Report on the failings of Zipf's law, the possible advantages of
Mandelbrot's scheme, and the connections with fractals. Estimate values of
V, D and A which are reasonable for English.
This project requires you to be able to read French (or find someone who
can and is willing to translate for you).
References:
- B. Mandelbrot, Structure Formalle des Textes et
Communication, Word, 10 (1954), 1-26.
- B. Mandelbrot, Fractals, Form Chance and Dimension. 1977.
Freeman, San Francisco.
-
English grammar is error-prone, especially when spoken. Compare
Have you eaten, mother?
with
Have you eaten mother?
Indeed it can even be ambiguous, as in the phrase
the shooting of the hunters
(are the hunters shooting or being shot?)

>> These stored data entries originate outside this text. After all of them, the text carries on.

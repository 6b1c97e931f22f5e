//! Default User-Agent string for outgoing requests.

/// Default User-Agent for fetch and download requests (identifies the tool).
#[must_use]
pub(crate) fn default_user_agent() -> String {
    format!("urlfetch/{}", env!("CARGO_PKG_VERSION"))
}
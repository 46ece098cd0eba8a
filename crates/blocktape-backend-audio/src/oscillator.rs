//! Stateless waveform functions of phase.
//!
//! Phases are in cycles (1.0 = one period), so callers can accumulate
//! `freq * t` directly.

use std::f64::consts::TAU;

/// Sine at a phase in cycles.
#[inline]
pub fn sine(phase: f64) -> f64 {
    (TAU * phase).sin()
}

/// Triangle at a phase in cycles, in `[-1, 1]`.
#[inline]
pub fn triangle(phase: f64) -> f64 {
    let p = phase.rem_euclid(1.0);
    if p < 0.25 {
        4.0 * p
    } else if p < 0.75 {
        2.0 - 4.0 * p
    } else {
        4.0 * p - 4.0
    }
}

/// Sine plus a few decaying harmonics; a warm, slightly hollow tone.
///
/// `harmonics` holds relative amplitudes of partials 2, 3, ...
#[inline]
pub fn additive(phase: f64, harmonics: &[f64]) -> f64 {
    let mut out = sine(phase);
    let mut norm = 1.0;
    for (i, &amp) in harmonics.iter().enumerate() {
        out += amp * sine(phase * (i as f64 + 2.0));
        norm += amp.abs();
    }
    out / norm
}

/// Phase of a sine whose frequency is modulated by a sinusoid.
///
/// Integrates `f * (1 + depth * sin(2π rate t))` analytically so vibrato
/// does not accumulate phase error.
#[inline]
pub fn vibrato_phase(freq: f64, t: f64, depth: f64, rate: f64) -> f64 {
    if rate <= 0.0 {
        return freq * t;
    }
    freq * t + freq * depth * (1.0 - (TAU * rate * t).cos()) / (TAU * rate)
}
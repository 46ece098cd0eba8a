//! Blocktape End-to-End Test Infrastructure
//!
//! This crate provides integration tests across the workspace:
//!
//! - **Determinism**: same batch and time bucket give identical parameters
//!   and identical PCM
//! - **Generation**: batch -> parameters -> audio -> WAVE container and
//!   metadata, re-read with an independent decoder
//! - **Streaming**: session scenarios driven by a manual timer and clock
//!
//! ## Running Tests
//!
//! ```bash
//! cargo test -p blocktape-tests
//! ```

pub mod determinism;
pub mod fixtures;

pub use determinism::{verify_determinism, DeterminismResult, DiffInfo};
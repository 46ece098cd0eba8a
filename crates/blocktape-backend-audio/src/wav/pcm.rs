//! PCM payload encoding, extraction, and hashing.

/// Encodes samples as little-endian 16-bit PCM.
pub fn pcm16_bytes(samples: &[i16]) -> Vec<u8> {
    let mut pcm = Vec::with_capacity(samples.len() * 2);
    for &sample in samples {
        pcm.extend_from_slice(&sample.to_le_bytes());
    }
    pcm
}

/// BLAKE3 hash of the PCM encoding of `samples`.
pub fn pcm16_hash(samples: &[i16]) -> String {
    let mut hasher = blake3::Hasher::new();
    for &sample in samples {
        hasher.update(&sample.to_le_bytes());
    }
    hasher.finalize().to_hex().to_string()
}

/// Returns the `data` chunk of a RIFF/WAVE file, skipping other chunks.
pub fn extract_pcm_data(wav_data: &[u8]) -> Option<&[u8]> {
    if wav_data.len() < 12 || &wav_data[0..4] != b"RIFF" || &wav_data[8..12] != b"WAVE" {
        return None;
    }

    let mut pos = 12;
    while pos + 8 <= wav_data.len() {
        let chunk_id = &wav_data[pos..pos + 4];
        let chunk_size = u32::from_le_bytes([
            wav_data[pos + 4],
            wav_data[pos + 5],
            wav_data[pos + 6],
            wav_data[pos + 7],
        ]) as usize;

        if chunk_id == b"data" {
            let start = pos + 8;
            let end = start.checked_add(chunk_size)?;
            return wav_data.get(start..end);
        }

        // Chunks are word aligned.
        pos = pos.checked_add(8 + chunk_size + chunk_size % 2)?;
    }

    None
}

/// BLAKE3 hash of the PCM payload of a WAVE file.
pub fn compute_pcm_hash(wav_data: &[u8]) -> Option<String> {
    extract_pcm_data(wav_data).map(|pcm| blake3::hash(pcm).to_hex().to_string())
}

#[cfg(test)]
mod tests {
    use super::*;

    #[test]
    fn test_pcm16_little_endian() {
        assert_eq!(pcm16_bytes(&[1, -1, 256]), vec![1, 0, 0xff, 0xff, 0, 1]);
    }

    #[test]
    fn test_streaming_hash_matches_bytes() {
        let samples = [0i16, 1, -2, 300, i16::MIN, i16::MAX];
        assert_eq!(
            pcm16_hash(&samples),
            blake3::hash(&pcm16_bytes(&samples)).to_hex().to_string()
        );
    }

    #[test]
    fn test_extract_skips_unknown_chunks() {
        let mut wav = Vec::new();
        wav.extend_from_slice(b"RIFF");
        wav.extend_from_slice(&0u32.to_le_bytes());
        wav.extend_from_slice(b"WAVE");
        wav.extend_from_slice(b"LIST");
        wav.extend_from_slice(&3u32.to_le_bytes());
        wav.extend_from_slice(&[1, 2, 3, 0]);
        wav.extend_from_slice(b"data");
        wav.extend_from_slice(&2u32.to_le_bytes());
        wav.extend_from_slice(&[9, 9]);

        assert_eq!(extract_pcm_data(&wav), Some(&[9u8, 9][..]));
    }

    #[test]
    fn test_extract_rejects_garbage() {
        assert_eq!(extract_pcm_data(b"not a wav file at all"), None);
        assert_eq!(compute_pcm_hash(&[]), None);
    }
}
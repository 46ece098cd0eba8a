//! Source-event batch to [`MusicParameters`].
//!
//! Derivation is a pure function of the batch and a time bucket. The only
//! other input is one random draw for the seed suffix, taken from the
//! injected [`EntropySource`].

use blocktape_spec::hash::{select_index, short_hash};
use blocktape_spec::params::{
    FeatureFlags, MusicParameters, RhythmPatterns, SectionLengths, TimeSignature,
};
use blocktape_spec::theory::{PitchClass, ScaleMode};
use blocktape_spec::{validate_batch, BatchStats, SourceEvent};
use tracing::debug;

use crate::catalogue::{
    spell_progression, BASS_GROOVES, DURATIONS, HIHATS, KICKS, MELODIES, PROGRESSIONS, SNARES,
};
use crate::config::DeriveConfig;
use crate::entropy::{time_bucket, EntropySource};
use crate::error::{DeriveError, DeriveResult};

/// Octaves used by bass, chords, and melody. Never derived from input.
pub const OCTAVE_RANGE: (i32, i32) = (1, 3);

const SUFFIX_ALPHABET: &[u8; 36] = b"0123456789abcdefghijklmnopqrstuvwxyz";
const SUFFIX_LEN: usize = 6;

/// Derives music parameters from event batches.
#[derive(Debug, Clone, Default)]
pub struct ParameterDeriver {
    config: DeriveConfig,
}

impl ParameterDeriver {
    /// Creates a deriver, rejecting inconsistent configuration.
    pub fn new(config: DeriveConfig) -> DeriveResult<Self> {
        config.validate()?;
        Ok(Self { config })
    }

    /// Returns the configuration.
    pub fn config(&self) -> &DeriveConfig {
        &self.config
    }

    /// Time bucket for a timestamp under this configuration.
    pub fn bucket_for(&self, now_ms: u64) -> u64 {
        time_bucket(now_ms, self.config.time_bucket_interval_ms)
    }

    /// Derives parameters using the entropy source's clock for the time bucket.
    pub fn derive(
        &self,
        events: &[SourceEvent],
        entropy: &dyn EntropySource,
    ) -> DeriveResult<MusicParameters> {
        let bucket = self.bucket_for(entropy.now_ms());
        self.derive_with_bucket(events, bucket, entropy)
    }

    /// Derives parameters for a caller-pinned time bucket.
    ///
    /// `events` must be non-empty and ordered most-recent-last. The first
    /// event is the primary event whose identifiers pick key, scale, and
    /// catalogue entries.
    pub fn derive_with_bucket(
        &self,
        events: &[SourceEvent],
        bucket: u64,
        entropy: &dyn EntropySource,
    ) -> DeriveResult<MusicParameters> {
        let validation = validate_batch(events);
        if !validation.is_ok() {
            return Err(DeriveError::from_validation(&validation));
        }
        let primary = events
            .first()
            .ok_or_else(|| DeriveError::InvalidInput("event batch is empty".to_string()))?;

        let stats = BatchStats::from_events(events);
        let cost_norm = self.normalized_cost(stats.average_cost);
        let flow_norm = self.normalized_flow(stats.average_flow);
        let jitter = stats.cost_coefficient_of_variation();

        let tempo = self.tempo_for(stats.average_cost);
        let swing = (self.config.base_swing + jitter * self.config.swing_jitter_scale)
            .clamp(0.0, self.config.max_swing);

        let key = PitchClass::ALL[select_index(&primary.origin, "key", 0, PitchClass::ALL.len())];
        let scale =
            ScaleMode::ALL[select_index(&primary.value, "scale", 0, ScaleMode::ALL.len())];

        let hash = primary.content_hash.as_str();
        let pick = |salt: &str, len: usize| select_index(hash, salt, bucket, len);

        let progression = PROGRESSIONS[pick("chords", PROGRESSIONS.len())];
        let patterns = RhythmPatterns {
            kick: KICKS[pick("kick", KICKS.len())].to_vec(),
            snare: SNARES[pick("snare", SNARES.len())].to_vec(),
            hihat: HIHATS[pick("hihat", HIHATS.len())].to_vec(),
            bass: BASS_GROOVES[pick("bass", BASS_GROOVES.len())].to_vec(),
        };

        let seed = format!(
            "{}_{}_{}_{}",
            self.config.genre,
            short_hash(hash, 8),
            bucket,
            random_suffix(entropy.random())
        );

        let params = MusicParameters {
            genre: self.config.genre.clone(),
            tempo,
            time_signature: TimeSignature::FOUR_FOUR,
            swing,
            key,
            scale,
            chord_progression: spell_progression(progression, key),
            melody_pattern: MELODIES[pick("melody", MELODIES.len())].to_vec(),
            note_durations: DURATIONS[pick("durations", DURATIONS.len())].to_vec(),
            octave_range: OCTAVE_RANGE,
            patterns,
            volume: (0.55 + 0.3 * flow_norm).clamp(0.0, 1.0),
            reverb: (0.25 + 0.35 * (1.0 - cost_norm)).clamp(0.0, 1.0),
            delay: (0.15 + 0.2 * cost_norm).clamp(0.0, 1.0),
            distortion: (0.1 + 0.25 * jitter).clamp(0.0, 0.6),
            filter_cutoff: (0.35 + 0.5 * flow_norm).clamp(0.0, 1.0),
            sections: SectionLengths::default(),
            features: FeatureFlags {
                extended_chords: self.config.extended_chords,
                vinyl_texture: self.config.vinyl_texture,
                tape_saturation: self.config.tape_saturation,
            },
            time_bucket: bucket,
            seed,
        };

        debug!(
            events = events.len(),
            bucket,
            tempo = params.tempo,
            key = %params.key,
            scale = %params.scale,
            seed = %params.seed,
            "derived music parameters"
        );

        Ok(params)
    }

    /// Tempo for an average cost: linear over `[0, cost_ceiling]`, clamped
    /// to the configured range.
    pub fn tempo_for(&self, average_cost: f64) -> f64 {
        let span = self.config.tempo_max - self.config.tempo_min;
        (self.config.tempo_min + self.normalized_cost(average_cost) * span)
            .clamp(self.config.tempo_min, self.config.tempo_max)
    }

    /// Activity level in `[0, 1]` combining normalized cost and flow.
    pub fn activity(&self, stats: &BatchStats) -> f64 {
        0.5 * (self.normalized_cost(stats.average_cost) + self.normalized_flow(stats.average_flow))
    }

    fn normalized_cost(&self, cost: f64) -> f64 {
        normalize(cost, self.config.cost_ceiling)
    }

    fn normalized_flow(&self, flow: f64) -> f64 {
        normalize(flow, self.config.flow_ceiling)
    }
}

fn normalize(value: f64, ceiling: f64) -> f64 {
    if value.is_finite() && ceiling > 0.0 {
        (value / ceiling).clamp(0.0, 1.0)
    } else {
        0.0
    }
}

/// Base-36 suffix from a uniform draw in `[0, 1)`.
fn random_suffix(r: f64) -> String {
    let r = if r.is_finite() { r.clamp(0.0, 1.0) } else { 0.0 };
    let mut n = (r * 36f64.powi(SUFFIX_LEN as i32)) as u64;
    let mut out = [b'0'; SUFFIX_LEN];
    for slot in out.iter_mut().rev() {
        *slot = SUFFIX_ALPHABET[(n % 36) as usize];
        n /= 36;
    }
    out.iter().map(|&b| b as char).collect()
}

/// Derives parameters with the default configuration.
pub fn derive(
    events: &[SourceEvent],
    entropy: &dyn EntropySource,
) -> DeriveResult<MusicParameters> {
    ParameterDeriver::default().derive(events, entropy)
}

#[cfg(test)]
mod tests {
    use super::*;
    use crate::entropy::FixedEntropy;
    use pretty_assertions::assert_eq;

    fn batch(cost: f64) -> Vec<SourceEvent> {
        (0..10)
            .map(|i| {
                SourceEvent::builder(18_000_000 + i, format!("0xorigin{}", i % 3))
                    .timestamp(1_700_000_000 + i * 12)
                    .cost(cost)
                    .flow(21_000.0 + i as f64 * 1000.0)
                    .destination("0xdest")
                    .value(format!("{}", i * 1_000_000))
                    .build()
            })
            .collect()
    }

    fn strip_suffix(seed: &str) -> &str {
        &seed[..seed.rfind('_').unwrap()]
    }

    #[test]
    fn test_low_cost_scenario() {
        let deriver = ParameterDeriver::default();
        let params = deriver
            .derive_with_bucket(&batch(5e9), 0, &FixedEntropy::new(0, 1))
            .unwrap();
        assert!(params.tempo >= 70.0 && params.tempo <= 80.0, "{}", params.tempo);
        assert!((params.tempo - 71.0).abs() < 1e-9);
        assert_eq!(params.octave_range, (1, 3));
        assert_eq!(params.time_bucket, 0);
    }

    #[test]
    fn test_determinism_except_suffix() {
        let deriver = ParameterDeriver::default();
        let events = batch(20e9);
        let a = deriver
            .derive_with_bucket(&events, 42, &FixedEntropy::new(0, 1))
            .unwrap();
        let b = deriver
            .derive_with_bucket(&events, 42, &FixedEntropy::new(0, 2))
            .unwrap();

        assert_ne!(a.seed, b.seed);
        assert_eq!(strip_suffix(&a.seed), strip_suffix(&b.seed));
        let b = MusicParameters {
            seed: a.seed.clone(),
            ..b
        };
        assert_eq!(a, b);
    }

    #[test]
    fn test_seed_format() {
        let events = batch(5e9);
        let params = ParameterDeriver::default()
            .derive_with_bucket(&events, 7, &FixedEntropy::new(0, 1))
            .unwrap();
        let parts: Vec<&str> = params.seed.split('_').collect();
        assert_eq!(parts.len(), 4);
        assert_eq!(parts[0], "lofi");
        assert_eq!(parts[1], short_hash(&events[0].content_hash, 8));
        assert_eq!(parts[2], "7");
        assert_eq!(parts[3].len(), SUFFIX_LEN);
    }

    #[test]
    fn test_tempo_clamped() {
        let deriver = ParameterDeriver::default();
        assert_eq!(deriver.tempo_for(0.0), 70.0);
        assert_eq!(deriver.tempo_for(1e15), 90.0);
        assert_eq!(deriver.tempo_for(50e9), 80.0);
    }

    #[test]
    fn test_swing_tracks_jitter() {
        let deriver = ParameterDeriver::default();
        let entropy = FixedEntropy::new(0, 1);
        let steady = deriver.derive_with_bucket(&batch(5e9), 0, &entropy).unwrap();
        assert!((steady.swing - 0.1).abs() < 1e-12);

        let mut jittery = batch(5e9);
        for (i, e) in jittery.iter_mut().enumerate() {
            *e = SourceEvent::builder(e.sequence, e.origin.clone())
                .cost(if i % 2 == 0 { 1e9 } else { 9e9 })
                .flow(e.flow)
                .value(e.value.clone())
                .build();
        }
        let loose = deriver.derive_with_bucket(&jittery, 0, &entropy).unwrap();
        assert!(loose.swing > steady.swing);
        assert!(loose.swing <= deriver.config().max_swing);
    }

    #[test]
    fn test_bucket_changes_catalogue_picks() {
        let deriver = ParameterDeriver::default();
        let entropy = FixedEntropy::new(0, 1);
        let events = batch(5e9);
        let picks: Vec<_> = (0..16)
            .map(|bucket| {
                let p = deriver.derive_with_bucket(&events, bucket, &entropy).unwrap();
                (p.chord_progression, p.melody_pattern)
            })
            .collect();
        assert!(picks.iter().any(|p| p != &picks[0]));

        let p0 = deriver.derive_with_bucket(&events, 0, &entropy).unwrap();
        let p1 = deriver.derive_with_bucket(&events, 1, &entropy).unwrap();
        assert_eq!(p0.key, p1.key);
        assert_eq!(p0.scale, p1.scale);
    }

    #[test]
    fn test_derive_uses_entropy_clock() {
        let deriver = ParameterDeriver::default();
        let params = deriver
            .derive(&batch(5e9), &FixedEntropy::new(180_000, 1))
            .unwrap();
        assert_eq!(params.time_bucket, 3);
    }

    #[test]
    fn test_invalid_input() {
        let entropy = FixedEntropy::new(0, 1);
        let err = derive(&[], &entropy).unwrap_err();
        assert!(matches!(err, DeriveError::InvalidInput(_)));

        let mut unordered = batch(5e9);
        unordered.reverse();
        let err = derive(&unordered, &entropy).unwrap_err();
        assert!(err.to_string().contains("E002"));
    }

    #[test]
    fn test_random_suffix() {
        assert_eq!(random_suffix(0.0), "000000");
        assert_eq!(random_suffix(0.999_999_999_999).len(), SUFFIX_LEN);
        assert_eq!(random_suffix(f64::NAN), "000000");
    }
}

Moreover, English is plagued by homophones and homographs, is not
consistent in pronunciation and is not at all optimised for speed.
Devise an artificial language, with a more robust grammar - preferably
error-correcting; an alphabet which accurately reflects pronunciation;
which has a lower entropy than English. A sample vocabulary should be
included, which avoids homophones and homographs, and includes an
error-detection and -correction system.
Using the language should not require the speaker to do matrix
multiplication in their heads - composition should be simple. Any
error-correction is permitted to use sophisticated techniques. The
language should be as grammatically sophisticated as English.
Additional enhancements, such as genderless pronouns; mellifluousness;
consistency; the ability to deal with proper names or words from other
languages nicely; or closeness to English; will be given consideration as
well.
Your report should detail why and in what ways your language is superior
to English, backed up by calculations and examples to prove your point.
You
should also discuss any limitations or disadvantages; and you may feel
inclined to speculate about practical applications. Compare your work
with the work of others, and look at how the limitations of English
are overcome in safety critical situations, such as Air Traffic Control.
|